Recently, one can find Hardy on "Peaky Blinders" as a Jewish gang leader, or in Josh Trank's 2020 film "Capone," in which he portrayed an aging and withered Al Capone, one of the most famous criminals in American history. Both are gangster characters in a long career of playing mobsters, hitmen, and hardened criminals. While Hardy is no stranger to experimentation, it's interesting to see him build his career off of playing darker and morally dubious characters.
In a 2016 interview with Esquire, when Hardy was asked about his affinity for gangster roles, he responded:
"There's a part of me that wants to do different stuff, but there's a part of me that goes: do you know what? I want to carry on playing gangsters because every time you go a little bit deeper in that study. Why switch it up and be rice-paper thin? 'Oh, he's good because he's doing a musical now!' You know what I mean? It's like, 'Look at me! I'm trying to please people!"

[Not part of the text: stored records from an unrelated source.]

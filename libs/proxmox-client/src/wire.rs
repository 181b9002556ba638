//! Wire-format parsing and serialization for the VM config strings the
//! Proxmox API accepts and returns verbatim inside a `config` object.

use crate::error::{Error, Result};
use crate::types::NetworkInterfaceConfig;

use std::sync::LazyLock;

use regex::Regex;

// Tolerant of extra whitespace around commas/equals and of key order, since the
// hypervisor is free to reorder trailing optional fields.
static MAC_RE: LazyLock<Regex> =
    LazyLock::new(|| Regex::new(r"(?i)^[0-9a-f]{2}(:[0-9a-f]{2}){5}$").unwrap());
static BRIDGE_RE: LazyLock<Regex> = LazyLock::new(|| Regex::new(r"^[A-Za-z0-9_.\-]+$").unwrap());

/// Parse a `"{model}={MAC},bridge={br}[,mtu={n}][,tag={v}]"` line, as emitted
/// by Proxmox for a `net{N}` config key.
pub fn parse_network_interface(raw: &str) -> Result<NetworkInterfaceConfig> {
    let mut model = None;
    let mut mac = None;
    let mut bridge = None;
    let mut mtu = None;
    let mut tag = None;

    for field in raw.split(',') {
        let field = field.trim();
        if field.is_empty() {
            continue;
        }
        if let Some((key, value)) = field.split_once('=') {
            let (key, value) = (key.trim(), value.trim());
            match key {
                "bridge" => bridge = Some(value.to_string()),
                "mtu" => {
                    mtu = Some(value.parse::<u32>().map_err(|_| Error::Parse {
                        what: "mtu",
                        input: raw.to_string(),
                    })?)
                }
                "tag" => {
                    tag = Some(value.parse::<u32>().map_err(|_| Error::Parse {
                        what: "tag",
                        input: raw.to_string(),
                    })?)
                }
                // any other known model name (virtio, e1000, vmxnet3, ...) carries the MAC
                _ if MAC_RE.is_match(value) => {
                    model = Some(key.to_string());
                    mac = Some(value.to_uppercase());
                }
                _ => {}
            }
        }
    }

    let model = model.ok_or(Error::Parse {
        what: "network interface model",
        input: raw.to_string(),
    })?;
    let mac = mac.ok_or(Error::Parse {
        what: "network interface mac",
        input: raw.to_string(),
    })?;
    let bridge = bridge.ok_or(Error::Parse {
        what: "network interface bridge",
        input: raw.to_string(),
    })?;
    if !BRIDGE_RE.is_match(&bridge) {
        return Err(Error::Parse {
            what: "network interface bridge",
            input: raw.to_string(),
        });
    }

    Ok(NetworkInterfaceConfig {
        model,
        mac,
        bridge,
        mtu,
        tag,
    })
}

/// Serialize a [`NetworkInterfaceConfig`] back to the Proxmox wire form.
/// `mtu` is emitted only when `>= 576`; `tag` only when nonzero.
pub fn format_network_interface(cfg: &NetworkInterfaceConfig) -> String {
    let mut out = format!("{}={},bridge={}", cfg.model, cfg.mac, cfg.bridge);
    if let Some(mtu) = cfg.mtu {
        if mtu >= 576 {
            out.push_str(&format!(",mtu={mtu}"));
        }
    }
    if let Some(tag) = cfg.tag {
        if tag != 0 {
            out.push_str(&format!(",tag={tag}"));
        }
    }
    out
}

/// Parse the firmware UUID out of a `"uuid={UUID}[,...]"` SMBIOS1 config string.
pub fn parse_smbios_uuid(raw: &str) -> Option<String> {
    raw.split(',').find_map(|field| {
        let field = field.trim();
        field.strip_prefix("uuid=").map(|uuid| uuid.to_string())
    })
}

/// Serialize a firmware UUID as an SMBIOS1 config string.
pub fn format_smbios_uuid(uuid: &str) -> String {
    format!("uuid={uuid}")
}

/// Build the `"ip_{device}_{address}"` VM tag used to surface an assigned
/// address on the VM's tag set.
pub fn ip_tag(device: &str, address: &str) -> String {
    format!("ip_{device}_{address}")
}

#[cfg(test)]
mod test {
    use super::*;

    #[test]
    fn round_trips_full_interface() {
        let cfg = NetworkInterfaceConfig {
            model: "virtio".into(),
            mac: "AA:BB:CC:DD:EE:FF".into(),
            bridge: "vmbr0".into(),
            mtu: Some(1500),
            tag: Some(42),
        };
        let raw = format_network_interface(&cfg);
        assert_eq!(raw, "virtio=AA:BB:CC:DD:EE:FF,bridge=vmbr0,mtu=1500,tag=42");
        assert_eq!(parse_network_interface(&raw).unwrap(), cfg);
    }

    #[test]
    fn omits_mtu_below_threshold_and_zero_tag() {
        let cfg = NetworkInterfaceConfig {
            model: "virtio".into(),
            mac: "AA:BB:CC:DD:EE:FF".into(),
            bridge: "vmbr0".into(),
            mtu: Some(500),
            tag: Some(0),
        };
        let raw = format_network_interface(&cfg);
        assert_eq!(raw, "virtio=AA:BB:CC:DD:EE:FF,bridge=vmbr0");
    }

    #[test]
    fn parses_minimal_interface() {
        let parsed = parse_network_interface("virtio=aa:bb:cc:dd:ee:ff,bridge=vmbr0").unwrap();
        assert_eq!(parsed.mac, "AA:BB:CC:DD:EE:FF");
        assert_eq!(parsed.mtu, None);
        assert_eq!(parsed.tag, None);
    }

    #[test]
    fn rejects_missing_bridge() {
        assert!(parse_network_interface("virtio=aa:bb:cc:dd:ee:ff").is_err());
    }

    #[test]
    fn smbios_uuid_round_trips() {
        let raw = format_smbios_uuid("11111111-2222-3333-4444-555555555555");
        assert_eq!(
            parse_smbios_uuid(&raw).as_deref(),
            Some("11111111-2222-3333-4444-555555555555")
        );
    }

    #[test]
    fn builds_ip_tag() {
        assert_eq!(ip_tag("net0", "10.10.10.5"), "ip_net0_10.10.10.5");
    }
}
//! The reconciler's state variable, typed rather than read back out of a
//! condition's `reason` string at every call site (Design Note 1).
//!
//! `MachineState` is declared in the exact order §4.1 walks through the
//! lifecycle, so `derive(PartialOrd, Ord)` gives the natural "has this state
//! machine moved forward" ordering for free; [`Display`]/[`FromStr`] are the
//! only two places the condition-reason string representation is produced
//! or parsed.

use std::fmt;
use std::str::FromStr;

#[derive(Clone, Copy, Debug, Default, PartialEq, Eq, PartialOrd, Ord, Hash)]
pub enum MachineState {
    #[default]
    WaitingForClusterInfrastructure,
    WaitingForBootstrapData,
    Cloning,
    WaitingForDiskReconciliation,
    WaitingForStaticIPAllocation,
    WaitingForBootstrapDataReconciliation,
    WaitingForVMPowerUp,
    WaitingForClusterAPIMachineAddresses,
    WaitingForCloudInit,
    WaitingForBootstrapReady,
    Ready,
    /// Terminal failure: the hypervisor resource observed at the recorded
    /// vmid/node no longer matches this machine's identity (§4.1 edge case).
    UnknownMachine,
}

impl fmt::Display for MachineState {
    fn fmt(&self, f: &mut fmt::Formatter<'_>) -> fmt::Result {
        let s = match self {
            MachineState::WaitingForClusterInfrastructure => "WaitingForClusterInfrastructure",
            MachineState::WaitingForBootstrapData => "WaitingForBootstrapData",
            MachineState::Cloning => "Cloning",
            MachineState::WaitingForDiskReconciliation => "WaitingForDiskReconciliation",
            MachineState::WaitingForStaticIPAllocation => "WaitingForStaticIPAllocation",
            MachineState::WaitingForBootstrapDataReconciliation => "WaitingForBootstrapDataReconciliation",
            MachineState::WaitingForVMPowerUp => "WaitingForVMPowerUp",
            MachineState::WaitingForClusterAPIMachineAddresses => "WaitingForClusterAPIMachineAddresses",
            MachineState::WaitingForCloudInit => "WaitingForCloudInit",
            MachineState::WaitingForBootstrapReady => "WaitingForBootstrapReady",
            MachineState::Ready => "Ready",
            MachineState::UnknownMachine => "UnknownMachine",
        };
        f.write_str(s)
    }
}

#[derive(Debug, PartialEq, Eq, thiserror::Error)]
#[error("{0:?} is not a recognized machine state")]
pub struct ParseMachineStateError(String);

impl FromStr for MachineState {
    type Err = ParseMachineStateError;

    fn from_str(s: &str) -> Result<Self, Self::Err> {
        Ok(match s {
            "WaitingForClusterInfrastructure" => MachineState::WaitingForClusterInfrastructure,
            "WaitingForBootstrapData" => MachineState::WaitingForBootstrapData,
            "Cloning" => MachineState::Cloning,
            "WaitingForDiskReconciliation" => MachineState::WaitingForDiskReconciliation,
            "WaitingForStaticIPAllocation" => MachineState::WaitingForStaticIPAllocation,
            "WaitingForBootstrapDataReconciliation" => MachineState::WaitingForBootstrapDataReconciliation,
            "WaitingForVMPowerUp" => MachineState::WaitingForVMPowerUp,
            "WaitingForClusterAPIMachineAddresses" => MachineState::WaitingForClusterAPIMachineAddresses,
            "WaitingForCloudInit" => MachineState::WaitingForCloudInit,
            "WaitingForBootstrapReady" => MachineState::WaitingForBootstrapReady,
            "Ready" => MachineState::Ready,
            "UnknownMachine" => MachineState::UnknownMachine,
            other => return Err(ParseMachineStateError(other.to_string())),
        })
    }
}

impl MachineState {
    #[must_use]
    pub fn is_terminal_failure(self) -> bool {
        matches!(self, MachineState::UnknownMachine)
    }

    #[must_use]
    pub fn is_ready(self) -> bool {
        matches!(self, MachineState::Ready)
    }
}

#[cfg(test)]
mod test {
    use super::*;

    #[test]
    fn display_and_parse_roundtrip_every_variant() {
        let all = [
            MachineState::WaitingForClusterInfrastructure,
            MachineState::WaitingForBootstrapData,
            MachineState::Cloning,
            MachineState::WaitingForDiskReconciliation,
            MachineState::WaitingForStaticIPAllocation,
            MachineState::WaitingForBootstrapDataReconciliation,
            MachineState::WaitingForVMPowerUp,
            MachineState::WaitingForClusterAPIMachineAddresses,
            MachineState::WaitingForCloudInit,
            MachineState::WaitingForBootstrapReady,
            MachineState::Ready,
            MachineState::UnknownMachine,
        ];
        for state in all {
            let parsed: MachineState = state.to_string().parse().unwrap();
            assert_eq!(parsed, state);
        }
    }

    #[test]
    fn unrecognized_reason_is_an_error() {
        assert!("NotAState".parse::<MachineState>().is_err());
    }

    #[test]
    fn states_are_ordered_by_lifecycle_progress() {
        assert!(MachineState::WaitingForClusterInfrastructure < MachineState::Cloning);
        assert!(MachineState::Cloning < MachineState::WaitingForVMPowerUp);
        assert!(MachineState::WaitingForBootstrapReady < MachineState::Ready);
    }
}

Hardy's breakout role in Bronson
One of Hardy's first breakout criminal roles was in Nicolas Winding Refn's 2008 film "Bronson," loosely based on the real-life figure now known as Charles Salvador, who is considered one of the most dangerous prisoners in Britain. Refn's take on the material was more impressionistic than the average biopic, focusing on a surrealist portrait of a violent, and theatrical man. It was a perfect showcase for Hardy's wild card screen presence. In an entry from his published diary, "Diaries from Hell," the real Charles Salvador wrote, "[Hardy] looks awesome and I'm so f**king proud of him. You wouldn't want to meet him down a dark alley at 3 am. Tom looks more like me than I look like me."
In 2014, Hardy made his first appearance as Alfie Solomons in Series 2 of "Peaky Blinders," and was immediately praised as a scene-stealing addition to the cast. We've described his role as Alfie as "Tom Hardy at his most Tom Hardy." Alfie, like many Hardy roles before him, is elevated by Hardy's infinitely watchable nuttiness. If "Bronson" was a precursor to the eccentric qualities Hardy would take with him for the rest of his career, Alfie is a fully developed TV role for Hardy to build upon that reputation.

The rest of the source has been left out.